У Дудинцева история такая: изобретатель Лопатин придумал какую-то штуку, которая будет очень полезна народному хозяйству, но бюрократы и сталинские держиморды не дают ему продвинуть свое изобретение в жизнь. Он человек одержимый, герой, он борется с бюрократической машиной, едет в Москву, старается добиться справедливости, в общем, это история его борьбы. Его антипод – типичный сталинский волевой директор, фамилия его, кажется, Дроздов. Он относится к другому слою советского общества. В книге есть яркая сцена, она больше всех мне запомнилась, когда этот Дроздов возвращается из Москвы в свой городок зимой, его встретила жена, они едут в лимузине, яркий солнечный день, и он говорит шоферу: «Останови, дальше мы пойдем пешком». И они идут с двумя пакетами апельсинов и едят апельсины. Солнце вокруг, снег сверкает, они чистят апельсины и бросают кожуру на снег, а местные мальчики совершенно не понимают, что такое происходит: они никогда не видели апельсинов, понимаете? Они, потрясенные, смотрят на сверкающие апельсиновые корки на снегу. Может быть, это даже и меня вдохновило, потом, в шестьдесят третьем году, я написал «Апельсины из Марокко». И атака партии была неадекватно тяжелой на этого несчастного Володю Дудинцева. Я тогда был студентом и помню, что во всех институтах были обсуждения, но эти обсуждения уже не удавалось проводить [по принципу] «дави, бей его», потому что люди выходили и начинали говорить: «Что вы его бьете, он правду сказал», – уже так стали выступать. В Союзе писателей было обсуждение, где Дудинцеву угрожали очень серьезными санкциями, если он не покается. Мне рассказывал об этом Гладилин, который тогда был совсем молодым писателем, ему было лет двадцать, ему удалось пробраться на обсуждение романа через котельную или через крышу. Володя Дудинцев стоял на трибуне бледный как полотно и отбивался от криков: «Вы предатель нашей Родины!» и тому подобного, говорил: «Я не предатель нашей Родины, я люблю свою страну, но, когда я вспоминаю, как немцы громили нашу армию в начале войны, я не хочу, чтобы это когда-нибудь повторилось, вот почему я против бюрократии». То есть он выступал с позиции крайнего советского патриотизма. Несмотря на это, его били и лупили со страшной силой.

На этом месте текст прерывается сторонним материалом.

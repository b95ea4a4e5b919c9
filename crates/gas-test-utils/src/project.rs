//! [`TestProject`]: a temporary project root for sync scenarios.

use gas_fs::{FileType, SourceLayout};
use std::fs;
use std::path::{Path, PathBuf};
use tempfile::TempDir;

/// A temporary directory used as a project root.
///
/// # Example
///
/// ```rust,no_run
/// use gas_fs::FileType;
/// use gas_test_utils::TestProject;
///
/// let project = TestProject::new();
/// project.write_source(FileType::ServerJs, "Code", "function a() {}");
/// project.assert_file_exists("SourceCode/JAVASCRIPT/Code.js");
/// ```
pub struct TestProject {
    temp_dir: TempDir,
}

impl Default for TestProject {
    fn default() -> Self {
        Self::new()
    }
}

impl TestProject {
    pub fn new() -> Self {
        Self {
            temp_dir: TempDir::new().unwrap(),
        }
    }

    pub fn root(&self) -> &Path {
        self.temp_dir.path()
    }

    /// The layout rooted here; folders are created on first use.
    pub fn layout(&self) -> SourceLayout {
        SourceLayout::ensure(self.root()).unwrap()
    }

    /// Path of source file `name` of `file_type`.
    pub fn source_path(&self, file_type: FileType, name: &str) -> PathBuf {
        self.layout().path_for(name, file_type)
    }

    /// Write a source file, creating folders as needed.
    pub fn write_source(&self, file_type: FileType, name: &str, content: &str) -> PathBuf {
        let path = self.source_path(file_type, name);
        fs::write(&path, content).unwrap();
        path
    }

    /// Write an arbitrary file relative to the root.
    pub fn write_file(&self, relative: &str, content: &str) -> PathBuf {
        let path = self.root().join(relative);
        if let Some(parent) = path.parent() {
            fs::create_dir_all(parent).unwrap();
        }
        fs::write(&path, content).unwrap();
        path
    }

    pub fn read_source(&self, file_type: FileType, name: &str) -> String {
        let path = self.source_path(file_type, name);
        fs::read_to_string(&path)
            .unwrap_or_else(|_| panic!("Could not read file: {}", path.display()))
    }

    pub fn read_file(&self, relative: &str) -> String {
        let path = self.root().join(relative);
        fs::read_to_string(&path)
            .unwrap_or_else(|_| panic!("Could not read file: {}", path.display()))
    }

    /// Names of the backup folders, sorted.
    pub fn backup_labels(&self) -> Vec<String> {
        let dir = self.root().join("BACKUPS");
        let Ok(entries) = fs::read_dir(&dir) else {
            return Vec::new();
        };
        let mut labels: Vec<String> = entries
            .filter_map(|e| e.ok())
            .filter(|e| e.path().is_dir())
            .filter_map(|e| e.file_name().to_str().map(str::to_string))
            .collect();
        labels.sort();
        labels
    }

    /// # Panics
    /// Panics if `path` (relative to the root) does not exist.
    pub fn assert_file_exists(&self, path: &str) {
        let full_path = self.root().join(path);
        assert!(
            full_path.exists(),
            "Expected file to exist: {}",
            full_path.display()
        );
    }

    /// # Panics
    /// Panics if `path` (relative to the root) exists.
    pub fn assert_file_not_exists(&self, path: &str) {
        let full_path = self.root().join(path);
        assert!(
            !full_path.exists(),
            "Expected file NOT to exist: {}",
            full_path.display()
        );
    }

    /// # Panics
    /// Panics if the file cannot be read or does not contain `content`.
    pub fn assert_file_contains(&self, path: &str, content: &str) {
        let file_content = self.read_file(path);
        assert!(
            file_content.contains(content),
            "File {} does not contain expected content.\nExpected: {}\nActual: {}",
            path,
            content,
            file_content
        );
    }
}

(Вопрос из зала: Это было уже после двадцатого съезда?)
Да, да, конечно. Я об этом еще скажу. И чем еще интересна антидудинцевская кампания: впервые она стала широко освещаться мировой печатью. Эту кампанию не удалось провести внутри страны, она вдруг вышла на мировую аудиторию, широко освещалась журналистами, книга была переведена, издана во всем мире и стала просто бестселлером, только благодаря этой шумихе. Впервые советская литература оказалась на мировой сцене и под очень плотным наблюдением мировой прессы. Может быть, поэтому его тогда и не выгнали из Союза писателей. Что касается реакции партии, то она была очень жестокой, но в то же время Хрущев высказывался об этой книге очень противоречиво. Он попал в довольно дурацкое положение в пятьдесят шестом и далее годах. Он вроде бы начал антисталинское возрождение, но в то же время был типичный сталинский бюрократ, и он не мог не бить писателей, это была его прямая функция. Но в то же время иногда до него доходило: ведь мы же вроде бы одно дело делаем с такими Дудинцевыми? Помню его выступление по книге Дудинцева, когда он говорил, что да, книга, конечно, вредная, но интересная, и я ее читал, товарищи, без иголочки. Что это означало? Он не колол себя иголочкой, не боялся заснуть, то есть обычно, видимо, вождь засыпал над книжками, а тут ему не нужно было подкалывать себя иголочкой. И все тогда говорили: да, книжечка без иголочки.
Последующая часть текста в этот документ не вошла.